Brive-la-Gaillarde is a market town with much to entertain visitors and inhabitants. As well as the usual weekly market, Brive boasts a flower market, held in the lovely old square of Place Latrelle. That essentially French vegetable, the humble onion, is celebrated in the form of a yearly market held at the end of August.
For those with more cultured tastes there are truffle markets throughout the winter, and a famous book fair in autumn. Two gourmet items must be tasted when in Brive: walnut liqueur and the highly unusual but delicious violet-coloured mustard, which is produced with the addition of grapes.
Property prices in the Limousin are generally regarded as some of the cheapest in France, but while this is often the case, bargains are becoming harder to find as more and more househunters discover the delights of the region.
The town of Argentat is one of France’s best-kept secrets. Delightfully pretty, with clean whitewashed houses and distinctively shaped grey slate roofs, it lies amid some of the most unspoiled and beautiful landscapes you’ll find.
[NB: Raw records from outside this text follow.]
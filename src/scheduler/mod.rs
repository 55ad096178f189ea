//! Campaign scheduling
//!
//! # Modules
//!
//! - [`resolver`] - Day number to calendar date mapping and the campaign calendar
//! - [`due`] - Due-set selection with catch-up of missed days
//! - [`trigger`] - Daily scheduler loop
//! - [`error`] - Scheduler error types
//!
//! # Quick Start
//!
//! ```rust
//! use chrono::NaiveDate;
//! use crosspost::scheduler::{Cadence, ScheduleConfig};
//!
//! let start = NaiveDate::from_ymd_opt(2026, 2, 11).unwrap();
//! let config = ScheduleConfig::new(start, Cadence::EveryOtherDay);
//!
//! assert_eq!(config.resolve(3), NaiveDate::from_ymd_opt(2026, 2, 13).unwrap());
//! ```

pub mod due;
pub mod error;
pub mod resolver;
pub mod trigger;

pub use due::{select_due, DueSet};
pub use error::{SchedulerError, SchedulerResult};
pub use resolver::{resolve, Cadence, CampaignSchedule, ScheduleConfig, ScheduleEntry};
pub use trigger::{PublishTrigger, ScheduledJob, TriggerEvent, TriggerState, TriggerStatus};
The River Dordogne, in all its glory, runs right through the middle of Argentat, adding to its appeal and providing the ideal location for a number of excellent and very picturesque restaurants along the quayside. Dining here, while gazing out onto the river with its old and new bridges and softly flowing waters has to be one of the most romantic experiences in France! There are also a good number of shops and other amenities to be found in the centre of town.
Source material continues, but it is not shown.